==== Exercise inputs
//! 编排器阶段状态机
//!
//! idle → planning → dispatching → (awaiting_agent | awaiting_approval) → aggregating → (completed | failed)，
//! 任一非终止状态可进入 cancelled。通过 watch 通道广播当前阶段。

use std::sync::atomic::{AtomicUsize, Ordering};

use serde::Serialize;
use tokio::sync::watch;

#[derive(Debug, Clone, Copy, PartialEq, Eq, Serialize)]
#[serde(rename_all = "snake_case")]
pub enum OrchestratorPhase {
    Idle,
    Planning,
    Dispatching,
    AwaitingAgent,
    AwaitingApproval,
    Aggregating,
    Completed,
    Failed,
    Cancelled,
}

impl OrchestratorPhase {
    pub fn is_terminal(&self) -> bool {
        matches!(
            self,
            OrchestratorPhase::Completed | OrchestratorPhase::Failed | OrchestratorPhase::Cancelled
        )
    }

    pub fn can_transition_to(&self, next: OrchestratorPhase) -> bool {
        use OrchestratorPhase::*;
        if *self == next {
            return true;
        }
        if next == Cancelled {
            return !self.is_terminal();
        }
        matches!(
            (self, next),
            (Idle | Completed | Failed | Cancelled, Planning)
                | (Planning, Dispatching | Failed)
                | (Dispatching, AwaitingAgent | Aggregating | Failed)
                | (AwaitingAgent, AwaitingApproval | Dispatching | Aggregating | Failed)
                | (AwaitingApproval, AwaitingAgent | Failed)
                | (Aggregating, Completed | Failed)
        )
    }
}

/// 当前阶段 + 正在等待审批的请求数
pub struct PhaseTracker {
    tx: watch::Sender<OrchestratorPhase>,
    approvals_pending: AtomicUsize,
}

impl PhaseTracker {
    pub fn new() -> Self {
        let (tx, _) = watch::channel(OrchestratorPhase::Idle);
        Self {
            tx,
            approvals_pending: AtomicUsize::new(0),
        }
    }

    pub fn current(&self) -> OrchestratorPhase {
        *self.tx.borrow()
    }

    pub fn subscribe(&self) -> watch::Receiver<OrchestratorPhase> {
        self.tx.subscribe()
    }

    /// 按状态机迁移；非法迁移被拒绝并记录
    pub fn transition(&self, next: OrchestratorPhase) -> bool {
        let mut accepted = true;
        self.tx.send_if_modified(|phase| {
            if *phase == next {
                return false;
            }
            if !phase.can_transition_to(next) {
                tracing::warn!(from = ?*phase, to = ?next, "Rejected orchestrator phase transition");
                accepted = false;
                return false;
            }
            tracing::debug!(from = ?*phase, to = ?next, "Orchestrator phase");
            *phase = next;
            true
        });
        accepted
    }

    /// 有 Agent 开始等待审批
    pub fn enter_approval(&self) {
        if self.approvals_pending.fetch_add(1, Ordering::SeqCst) == 0
            && self.current() == OrchestratorPhase::AwaitingAgent
        {
            self.transition(OrchestratorPhase::AwaitingApproval);
        }
    }

    /// 审批结束；没有其他等待者时回到 awaiting_agent
    pub fn leave_approval(&self) {
        let previous = self
            .approvals_pending
            .fetch_update(Ordering::SeqCst, Ordering::SeqCst, |n| Some(n.saturating_sub(1)))
            .unwrap_or(0);
        if previous <= 1 && self.current() == OrchestratorPhase::AwaitingApproval {
            self.transition(OrchestratorPhase::AwaitingAgent);
        }
    }
}

impl Default for PhaseTracker {
    fn default() -> Self {
        Self::new()
    }
}

#[cfg(test)]
mod tests {
    use super::*;
    use OrchestratorPhase::*;

    #[test]
    fn test_happy_path() {
        let tracker = PhaseTracker::new();
        for phase in [Planning, Dispatching, AwaitingAgent, Dispatching, AwaitingAgent, Aggregating, Completed] {
            assert!(tracker.transition(phase), "{phase:?}");
        }
        assert_eq!(tracker.current(), Completed);
        assert!(tracker.transition(Planning));
    }

    #[test]
    fn test_illegal_transitions_rejected() {
        let tracker = PhaseTracker::new();
        assert!(!tracker.transition(Completed));
        assert!(!tracker.transition(Aggregating));
        assert_eq!(tracker.current(), Idle);

        tracker.transition(Planning);
        tracker.transition(Failed);
        assert!(!tracker.transition(Cancelled));
    }

    #[test]
    fn test_cancel_from_any_running_phase() {
        for start in [Planning, Dispatching, AwaitingAgent, AwaitingApproval, Aggregating] {
            assert!(start.can_transition_to(Cancelled));
        }
    }

    #[test]
    fn test_nested_approvals() {
        let tracker = PhaseTracker::new();
        tracker.transition(Planning);
        tracker.transition(Dispatching);
        tracker.transition(AwaitingAgent);

        tracker.enter_approval();
        tracker.enter_approval();
        assert_eq!(tracker.current(), AwaitingApproval);
        tracker.leave_approval();
        assert_eq!(tracker.current(), AwaitingApproval);
        tracker.leave_approval();
        assert_eq!(tracker.current(), AwaitingAgent);
    }
}
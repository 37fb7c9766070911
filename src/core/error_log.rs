//! 工具失败日志：有上限的环形缓冲，供编排器查询最近失败与各工具失败率

use std::collections::{HashMap, VecDeque};
use std::sync::Mutex;

use serde::Serialize;
use serde_json::Value;

use crate::state::now_ms;

pub const DEFAULT_ERROR_LOG_CAPACITY: usize = 100;

#[derive(Debug, Clone, PartialEq, Serialize)]
#[serde(rename_all = "camelCase")]
pub struct ErrorLogEntry {
    pub tool: String,
    pub params: Value,
    pub error_code: String,
    pub message: String,
    pub attempt: u32,
    pub timestamp: i64,
}

#[derive(Debug, Default, Clone, Copy)]
struct ToolStats {
    calls: u64,
    failures: u64,
}

/// 当前连续失败：同一工具、同一消息；该工具一次成功即清零
#[derive(Debug, Clone, PartialEq, Eq)]
struct Streak {
    tool: String,
    message: String,
    count: usize,
}

struct Inner {
    entries: VecDeque<ErrorLogEntry>,
    stats: HashMap<String, ToolStats>,
    streak: Option<Streak>,
}

pub struct ErrorLogger {
    inner: Mutex<Inner>,
    capacity: usize,
}

impl ErrorLogger {
    pub fn new(capacity: usize) -> Self {
        Self {
            inner: Mutex::new(Inner {
                entries: VecDeque::new(),
                stats: HashMap::new(),
                streak: None,
            }),
            capacity: capacity.max(1),
        }
    }

    fn with_inner<R>(&self, f: impl FnOnce(&mut Inner) -> R) -> R {
        let mut guard = match self.inner.lock() {
            Ok(g) => g,
            Err(poisoned) => poisoned.into_inner(),
        };
        f(&mut guard)
    }

    /// 记录一次调用（成功或失败都计数，用于失败率）
    pub fn record_call(&self, tool: &str, success: bool) {
        self.with_inner(|inner| {
            let stats = inner.stats.entry(tool.to_string()).or_default();
            stats.calls += 1;
            if !success {
                stats.failures += 1;
            } else if inner.streak.as_ref().is_some_and(|s| s.tool == tool) {
                inner.streak = None;
            }
        });
    }

    pub fn record_failure(
        &self,
        tool: &str,
        params: &Value,
        error_code: &str,
        message: &str,
        attempt: u32,
    ) {
        let entry = ErrorLogEntry {
            tool: tool.to_string(),
            params: params.clone(),
            error_code: error_code.to_string(),
            message: message.to_string(),
            attempt,
            timestamp: now_ms(),
        };
        tracing::warn!(tool, error_code, attempt, message, "Tool failure recorded");
        self.with_inner(|inner| {
            let repeated = inner
                .streak
                .as_ref()
                .is_some_and(|s| s.tool == tool && s.message == message);
            if repeated {
                if let Some(s) = inner.streak.as_mut() {
                    s.count += 1;
                }
            } else {
                inner.streak = Some(Streak {
                    tool: tool.to_string(),
                    message: message.to_string(),
                    count: 1,
                });
            }
            inner.entries.push_back(entry);
            while inner.entries.len() > self.capacity {
                inner.entries.pop_front();
            }
        });
    }

    /// 最近 n 条，最新的在最后
    pub fn recent(&self, n: usize) -> Vec<ErrorLogEntry> {
        self.with_inner(|inner| {
            let skip = inner.entries.len().saturating_sub(n);
            inner.entries.iter().skip(skip).cloned().collect()
        })
    }

    /// 某工具的失败率（无调用记录时为 0）
    pub fn failure_rate(&self, tool: &str) -> f64 {
        self.with_inner(|inner| match inner.stats.get(tool) {
            Some(s) if s.calls > 0 => s.failures as f64 / s.calls as f64,
            _ => 0.0,
        })
    }

    /// 最近的连续失败是否都是同一工具、同一消息且达到阈值；中间有该工具的成功调用则不算
    pub fn is_failure_loop(&self, tool: &str, message: &str, threshold: usize) -> bool {
        if threshold == 0 {
            return false;
        }
        self.with_inner(|inner| {
            inner
                .streak
                .as_ref()
                .is_some_and(|s| s.tool == tool && s.message == message && s.count >= threshold)
        })
    }

    pub fn len(&self) -> usize {
        self.with_inner(|inner| inner.entries.len())
    }

    pub fn is_empty(&self) -> bool {
        self.len() == 0
    }
}

impl Default for ErrorLogger {
    fn default() -> Self {
        Self::new(DEFAULT_ERROR_LOG_CAPACITY)
    }
}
========
# What to do
The answer must be every line of the data that holds the word "next".

# Response
    pub fn can_transition_to(&self, next: OrchestratorPhase) -> bool {
        if *self == next {
        if next == Cancelled {
            (self, next),
    pub fn transition(&self, next: OrchestratorPhase) -> bool {
            if *phase == next {
            if !phase.can_transition_to(next) {
                tracing::warn!(from = ?*phase, to = ?next, "Rejected orchestrator phase transition");
            tracing::debug!(from = ?*phase, to = ?next, "Orchestrator phase");
            *phase = next;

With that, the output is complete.